The market never lies - and neither does the chart.
We were fortunate to climb back in a few weeks ago on the trading side - having positioned length, off and on for over a decade. Our core position remains unchanged for months - and has only been added to since its inception in 2006. Right now, we keep gaping higher. There is no sign of a parabolic move.
A close up:
The gradual encroachment of the BRICS payment system, which is guaranteed to cloudy the monetary system, has acted as an accelerant for the Gold price. Clearly there are grave concerns about how this all "shakes out", and buying Gold seems to be, again, the go-to place when uncertainty soars and confidence in the old order wanes. Here, indeed, we are.

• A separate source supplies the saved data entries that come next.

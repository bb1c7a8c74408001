//! Three-Tiered Catalog Cache
//!
//! Read-through / write-through caching with a volatile in-process tier and
//! two durable tiers.
//!
//! # Architecture
//!
//! ```text
//! ┌──────────────────────────────────────────────────────────────────────────┐
//! │                        Tiered Cache Manager                               │
//! ├──────────────────────────────────────────────────────────────────────────┤
//! │  Volatile Tier        │ Compact Tier          │ Bulk Tier                 │
//! │  ┌────────────────┐   │ ┌──────────────────┐  │ ┌────────────────────┐    │
//! │  │ Strict LRU map │   │ │ KvBackend        │  │ │ BulkBackend (async)│    │
//! │  │ entries+bytes  │   │ │ quota, 2MB/item  │  │ │ access/created idx │    │
//! │  │ plain payloads │   │ │ evict 30% + retry│  │ │ evict 10% + retry  │    │
//! │  └────────────────┘   │ └──────────────────┘  │ └────────────────────┘    │
//! │         ▲             │         │             │           │               │
//! │         └─────────────┴─────────┴─────────────┴───────────┘               │
//! │                       promotion of durable hits                           │
//! │                                                                           │
//! │        Schema codec (alias table + URL interning), per-type TTL           │
//! └──────────────────────────────────────────────────────────────────────────┘
//! ```
//!
//! # Entry lifecycle
//!
//! - Written once by the manager: compressed when above the content type's
//!   threshold, routed to compact or bulk by stored size, mirrored plain
//!   into the volatile tier
//! - Read fastest tier first; stale entries are deleted on read
//! - Removed by TTL sweeps, prefix invalidation, or capacity eviction

pub mod bulk;
pub mod clock;
pub mod compact;
pub mod compression;
pub mod entry;
pub mod manager;
pub mod metrics;
pub mod policy;
pub mod tier;
pub mod volatile;

#[cfg(test)]
mod proptest;

pub use bulk::{BulkBackend, BulkConfig, BulkTier, FsBulkBackend, InMemoryBulkBackend};
pub use clock::{system_clock, Clock, ManualClock, SharedClock, SystemClock};
pub use compact::{CompactConfig, CompactTier, FileKvBackend, KvBackend, MemoryKvBackend};
pub use compression::{AliasTable, CompressionManager, CompressionStats, SchemaCodec};
pub use entry::{CacheEntry, ContentType};
pub use manager::{
    ManagerConfig, ManagerStats, TierCapacities, TieredCacheManager, WriteOutcome, SCHEMA_MARKER_FILE,
};
pub use metrics::{CacheMetrics, MetricsSnapshot};
pub use policy::{CompressionPolicy, Freshness, TtlPolicy};
pub use tier::{TierCapacity, TierKind, TierStats, TierStore};
pub use volatile::{VolatileConfig, VolatileTier};

/// Current cache schema version
pub const SCHEMA_VERSION: &str = "2.0";

// =============================================================================
// Tests
// =============================================================================

#[cfg(test)]
mod tests {
    use super::*;

    #[test]
    fn test_default_capacities() {
        assert_eq!(volatile::DEFAULT_VOLATILE_BYTES, 4 * 1024 * 1024);
        assert_eq!(compact::DEFAULT_COMPACT_BYTES, 5 * 1024 * 1024);
        assert_eq!(compact::DEFAULT_COMPACT_ITEM_CEILING, 2 * 1024 * 1024);
        assert_eq!(bulk::DEFAULT_BULK_BYTES, 50 * 1024 * 1024);
    }

    #[test]
    fn test_ttl_ordering() {
        let ttl = TtlPolicy::default();
        assert!(ttl.channels > ttl.metadata);
        assert!(ttl.metadata > ttl.epg);
    }
}
#[async_trait]
impl TierStore for BulkTier {
    fn kind(&self) -> TierKind {
        TierKind::Bulk
    }

    fn is_enabled(&self) -> bool {
        self.backend.is_some()
    }

    async fn get(&self, key: &str, content_type: ContentType) -> Option<CacheEntry> {
        let backend = self.backend.as_deref()?;
        let now = self.freshness.now_ms();

        let meta = self.index.lock().entries.get(key).copied();
        let Some(meta) = meta else {
            self.counters.miss();
            return None;
        };

        if self.freshness.is_stale(meta.created_at, content_type, now) {
            self.remove_entry(backend, key).await;
            self.counters.expired(1);
            self.counters.miss();
            return None;
        }

        let loaded = match backend.get(key).await {
            Ok(Some(data)) => CacheEntry::from_bytes(key, &data),
            Ok(None) => {
                self.index.lock().remove(key);
                self.counters.miss();
                return None;
            }
            Err(e) => Err(e),
        };

        match loaded {
            Ok(mut entry) => {
                self.index.lock().touch(key, now);
                entry.last_access_at = meta.last_access_at;
                entry.access_count = meta.access_count;
                entry.record_access(now);
                self.counters.hit();
                Some(entry)
            }
            Err(e) => {
                tracing::warn!("Bulk tier read failed, dropping entry: {}", e);
                self.remove_entry(backend, key).await;
                self.counters.miss();
                None
            }
        }
    }

    async fn set(&self, entry: CacheEntry) -> bool {
        let Some(backend) = self.backend.as_deref() else {
            return false;
        };
        let config = *self.config.read();
        let capacity = TierCapacity::new(config.max_entries, config.max_bytes);
        let size = entry.size();
        if size > capacity.max_bytes || capacity.max_entries == 0 {
            return false;
        }

        let raw = match entry.to_bytes() {
            Ok(raw) => raw,
            Err(e) => {
                tracing::warn!(key = %entry.key, "Bulk tier serialization failed: {}", e);
                return false;
            }
        };

        loop {
            let (breach, entries) = {
                let index = self.index.lock();
                let (n, bytes) = index.usage_without(&entry.key);
                (capacity.would_breach(n, bytes, size), index.entries.len())
            };
            if !breach {
                break;
            }
            let batch = self.eviction_batch(entries);
            if self.evict_oldest(backend, batch).await == 0 {
                break;
            }
        }

        match backend.put(&entry.key, raw.clone()).await {
            Ok(()) => {}
            Err(e) if e.is_quota_exceeded() => {
                let entries = self.index.lock().entries.len();
                let evicted = self.evict_oldest(backend, self.eviction_batch(entries)).await;
                tracing::warn!(
                    key = %entry.key,
                    evicted,
                    "Bulk backend quota exceeded, evicted oldest entries and retrying once"
                );
                if let Err(e) = backend.put(&entry.key, raw).await {
                    tracing::warn!(key = %entry.key, "Bulk tier write failed after retry: {}", e);
                    return false;
                }
            }
            Err(e) => {
                tracing::warn!(key = %entry.key, "Bulk tier write failed: {}", e);
                return false;
            }
        }

        self.index.lock().insert(entry.key.clone(), entry.meta());
        true
    }

    async fn delete(&self, key: &str) -> bool {
        let Some(backend) = self.backend.as_deref() else {
            return false;
        };
        let existed = self.index.lock().entries.contains_key(key);
        if existed {
            self.remove_entry(backend, key).await;
        }
        existed
    }

    async fn has(&self, key: &str) -> bool {
        let now = self.freshness.now_ms();
        self.index
            .lock()
            .entries
            .get(key)
            .is_some_and(|m| !self.freshness.is_stale(m.created_at, m.content_type, now))
    }

    async fn keys(&self) -> Vec<String> {
        self.index.lock().entries.keys().cloned().collect()
    }

    #[instrument(skip(self), fields(tier = "bulk"))]
    async fn sweep_expired(&self) -> usize {
        let Some(backend) = self.backend.as_deref() else {
            return 0;
        };
        let now = self.freshness.now_ms();

        let candidates: Vec<(String, u64)> = {
            let index = self.index.lock();
            index
                .by_created
                .iter()
                .filter(|(created, key)| {
                    index
                        .entries
                        .get(key)
                        .is_some_and(|m| self.freshness.is_stale(*created, m.content_type, now))
                })
                .map(|(created, key)| (key.clone(), *created))
                .collect()
        };

        let mut removed = 0;
        for (key, created) in candidates {
            let still_stale = self.index.lock().entries.get(&key).is_some_and(|m| {
                m.created_at == created && self.freshness.is_stale(m.created_at, m.content_type, now)
            });
            if still_stale {
                self.remove_entry(backend, &key).await;
                removed += 1;
            }
        }
        self.counters.expired(removed as u64);
        if removed > 0 {
            tracing::debug!(removed, "Bulk tier sweep removed expired entries");
        }
        removed
    }

    async fn resize(&self, capacity: TierCapacity) {
        {
            let mut config = self.config.write();
            config.max_entries = capacity.max_entries;
            config.max_bytes = capacity.max_bytes;
        }
        if let Some(backend) = self.backend.as_deref() {
            self.shrink_to(backend, capacity).await;
        }
    }

    async fn clear(&self) {
        let Some(backend) = self.backend.as_deref() else {
            return;
        };
        if let Err(e) = backend.clear().await {
            tracing::warn!("Bulk tier clear failed: {}", e);
        }
        *self.index.lock() = BulkIndex::default();
    }

    fn stats(&self) -> TierStats {
        let config = *self.config.read();
        let index = self.index.lock();
        self.counters.stats(
            TierKind::Bulk,
            self.backend.is_some(),
            index.entries.len(),
            index.total_bytes,
            TierCapacity::new(config.max_entries, config.max_bytes),
        )
    }
}
//! Metadata-Only Partitioning
//!
//! Last resort when storage is critically low: every channel is reduced to a
//! summary and the whole catalog is stored as one fragment. Full channels are
//! rebuilt from the source, never from this layout.

use serde::{Deserialize, Serialize};

use super::{Fragments, PartitionLayout, StrategyKind, WindowRequest};
use crate::catalog::Channel;
use crate::error::Result;

pub const SUMMARIES_KEY: &str = "summaries";

/// Minimal channel fields
#[derive(Debug, Clone, PartialEq, Eq, Serialize, Deserialize)]
pub struct ChannelSummary {
    pub id: String,
    pub name: String,
    pub category: String,
    pub has_logo: bool,
    #[serde(rename = "type")]
    pub stream_type: String,
}

impl From<&Channel> for ChannelSummary {
    fn from(channel: &Channel) -> Self {
        Self {
            id: channel.id.clone(),
            name: channel.name.clone(),
            category: channel.category().to_string(),
            has_logo: channel.logo.as_deref().is_some_and(|l| !l.is_empty()),
            stream_type: channel.stream_type.clone(),
        }
    }
}

pub(crate) async fn write(fragments: &Fragments<'_>, channels: &[Channel]) -> Result<PartitionLayout> {
    let summaries: Vec<ChannelSummary> = channels.iter().map(ChannelSummary::from).collect();
    let items = fragments.encode(
        StrategyKind::MetadataOnly,
        [(fragments.key(SUMMARIES_KEY), summaries)],
    )?;
    fragments.write_all(StrategyKind::MetadataOnly, items).await?;

    Ok(PartitionLayout::MetadataOnly {
        total_channels: channels.len(),
    })
}

pub(crate) async fn read(fragments: &Fragments<'_>, request: &WindowRequest) -> Option<Vec<ChannelSummary>> {
    let mut summaries: Vec<ChannelSummary> = fragments.read(&fragments.key(SUMMARIES_KEY)).await?;
    if let Some(category) = &request.category {
        summaries.retain(|s| &s.category == category);
    }
    Some(request.slice(summaries))
}

// =============================================================================
// Tests
// =============================================================================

The question now becomes - are we coming to the end of the bull market? Technically no. We should probably take on $3,000 and $3,300 within the next year - unless, of course, an "outside force" - like war, failed election, civil breakdown, takes effect. Each one of those has a less than negligible chance of happening. But despite the chaos 'outside the window', it is worth noting that Gold is doing the job it has always done - acting a barometer of political confidence in the status quo.
With that is mind one might want to consider a portion of any position to be, for want of a better term, "off-exchange". It is a good time to recall that if the banking system comes under stress, everyone's 'go-to' ETF and favourite trading platform may offer something other than full liquidity.